10.    Segundo o n.° 29, terceiro travessão, das Orientações para o cálculo das coimas aplicadas em aplicação do artigo 23.°, n.° 2, alínea a), do Regulamento n.° 1/2003, o papel passivo de uma empresa na realização de uma infração constitui, assim, uma circunstância atenuante. Entre os elementos suscetíveis de revelar o papel passivo de uma empresa num cartel, pode ter‑se em conta o facto de a sua participação nas reuniões ser sensivelmente mais esporádica do que a participação dos membros ordinários do cartel, bem como a sua entrada tardia no mercado onde foi praticada a infração, independentemente da duração da sua participação nesta, ou ainda a existência de declarações expressas neste sentido por parte dos representantes de empresas terceiras que participaram na infração. O facto de uma empresa ter sido o membro menos assíduo nas reuniões do cartel ou de se ter limitado a receber as informações comunicadas unilateralmente por um concorrente, sem manifestar qualquer reserva ou oposição, não pode desempenhar qualquer papel para efeitos da determinação do papel passivo desta empresa num cartel.

De igual modo, o facto de as empresas acusadas não terem posto em prática determinados acordos adotados com caráter anticoncorrencial não é suficiente para provar que o seu comportamento no mercado foi concorrencial.

(cf. n.os 110 e 111, 113)

11.    No âmbito das coimas aplicadas por infração às regras da concorrência do direito da União, o caráter dissuasivo das coimas constitui um dos elementos a tomar em conta no cálculo do seu montante. Com efeito, o objetivo das coimas aplicadas por violações do artigo 81.° CE, que estão previstas no artigo 23.°, n.° 2, do Regulamento n.° 1/2003, é punir os atos ilegais das empresas em causa e dissuadir estas empresas e os demais operadores económicos de, no futuro, violarem o direito da concorrência da União. No entanto, a Comissão não é obrigada, na determinação do montante das coimas em função da gravidade e da duração da infração em causa, a assegurar que, caso sejam aplicadas coimas a várias empresas envolvidas numa mesma infração, os montantes finais das coimas resultantes do seu cálculo reflitam, relativamente às empresas envolvidas, todas as diferenças entre elas quanto ao seu volume de negócios global ou quanto ao seu volume de negócios pertinente.

(cf. n.° 117)

12.    Nem o Regulamento n.° 1/2003 nem as Orientações para o cálculo das coimas aplicadas em aplicação do artigo 23.°, n.° 2, alínea a), do Regulamento n.° 1/2003 preveem um prazo máximo para além do qual uma reincidência não pode ser tomada em conta, o que não é contrário ao princípio da segurança jurídica.

O princípio da proporcionalidade exige, contudo, que o tempo decorrido entre a infração em causa e um anterior incumprimento das regras de concorrência seja tomado em consideração para apreciar a propensão da empresa para violar essas regras.

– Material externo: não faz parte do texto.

use log::{debug, info};
use std::env;
use std::str::FromStr;
use time::Duration;

use crate::error::ConfigError;
use crate::models::{Channel, ChannelValues, ReadingValue};
use crate::stats::WindStatsConfig;

const DEFAULT_WINDOW_SECS: u32 = 300;
const DEFAULT_MIN_DEW_POINT_RANGE: f64 = 10.0; // °C
const DEFAULT_MIN_AIR_DENSITY_RANGE: f64 = 0.05; // kg/m³

/// Smallest displayed span per channel; zero leaves a channel as measured
const DEFAULT_MIN_RANGE_SIZES: ReadingValue = ReadingValue {
    temperature: 10.0,
    pressure: 5.0,
    humidity: 0.20,
    wind_direction: 0.0,
    wind_speed: 0.0,
};

#[derive(Debug, Clone, PartialEq)]
pub struct StationConfig {
    pub wind: WindStatsConfig,
    /// Length of one aggregation window
    pub window: Duration,
    pub min_range_sizes: ReadingValue,
    pub min_dew_point_range: f64,
    pub min_air_density_range: f64,
}

impl Default for StationConfig {
    fn default() -> Self {
        Self {
            wind: WindStatsConfig::default(),
            window: Duration::seconds(i64::from(DEFAULT_WINDOW_SECS)),
            min_range_sizes: DEFAULT_MIN_RANGE_SIZES,
            min_dew_point_range: DEFAULT_MIN_DEW_POINT_RANGE,
            min_air_density_range: DEFAULT_MIN_AIR_DENSITY_RANGE,
        }
    }
}

impl StationConfig {
    /// Load from `.env` and `STATION_*` environment variables
    pub fn new() -> Result<Self, ConfigError> {
        dotenv::dotenv().ok();
        let config = Self::from_lookup(|key| env::var(key).ok())?;
        info!(
            "Wind domain {}-{} m/s in {} bins, {} sectors, {} s windows",
            config.wind.min_speed,
            config.wind.max_speed,
            config.wind.speed_bins,
            config.wind.direction_sectors,
            config.window.whole_seconds()
        );
        Ok(config)
    }

    /// Build from any key lookup; missing keys keep their defaults
    pub fn from_lookup(lookup: impl Fn(&str) -> Option<String>) -> Result<Self, ConfigError> {
        let defaults = Self::default();

        let wind = WindStatsConfig {
            min_speed: parse(&lookup, "STATION_MIN_WIND_SPEED", defaults.wind.min_speed)?,
            max_speed: parse(&lookup, "STATION_MAX_WIND_SPEED", defaults.wind.max_speed)?,
            speed_bins: parse(&lookup, "STATION_SPEED_BINS", defaults.wind.speed_bins)?,
            direction_sectors: parse(
                &lookup,
                "STATION_DIRECTION_SECTORS",
                defaults.wind.direction_sectors,
            )?,
        };
        wind.validate()?;

        let window_secs: u32 = parse(&lookup, "STATION_WINDOW_SECS", DEFAULT_WINDOW_SECS)?;
        if window_secs == 0 {
            return Err(ConfigError::ZeroBins {
                key: "STATION_WINDOW_SECS",
            });
        }

        let mut min_range_sizes = defaults.min_range_sizes;
        for channel in Channel::ALL {
            let key = format!(
                "STATION_MIN_RANGE_{}",
                channel.name().replace(' ', "_").to_uppercase()
            );
            let size = parse(&lookup, &key, min_range_sizes.channel(channel))?;
            min_range_sizes.set_channel(channel, size);
        }

        Ok(Self {
            wind,
            window: Duration::seconds(i64::from(window_secs)),
            min_range_sizes,
            min_dew_point_range: parse(
                &lookup,
                "STATION_MIN_RANGE_DEW_POINT",
                defaults.min_dew_point_range,
            )?,
            min_air_density_range: parse(
                &lookup,
                "STATION_MIN_RANGE_AIR_DENSITY",
                defaults.min_air_density_range,
            )?,
        })
    }
}

fn parse<T: FromStr>(
    lookup: &impl Fn(&str) -> Option<String>,
    key: &str,
    default: T,
) -> Result<T, ConfigError> {
    match lookup(key) {
        None => Ok(default),
        Some(raw) => {
            debug!("Found {}: '{}'", key, raw);
            let parsed = raw.trim().parse();
            parsed.map_err(|_| ConfigError::InvalidNumber {
                key: key.to_string(),
                value: raw,
            })
        }
    }
}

No âmbito da fiscalização jurisdicional exercida sobre os atos da Comissão em matéria de direito da concorrência, o juiz pode, portanto, ser chamado a verificar se a Comissão respeitou o referido princípio quando majorou a coima aplicada por reincidência e se, em particular, essa majoração se impunha, nomeadamente, face ao tempo decorrido entre a infração em causa e o anterior incumprimento das regras da concorrência.

Quando decorreram mais de quinze anos desde o início da segunda infração cometida pelas empresas em causa e a existência de continuidade entre a primeira e a segunda infração não ficou demonstrada, este período não permite confirmar que estas têm propensão para violar as regras da concorrência. Por conseguinte, a Comissão não viola o princípio da não discriminação ao considerar que o período decorrido entre as duas infrações foi suficientemente longo para excluir uma majoração da coima por reincidência.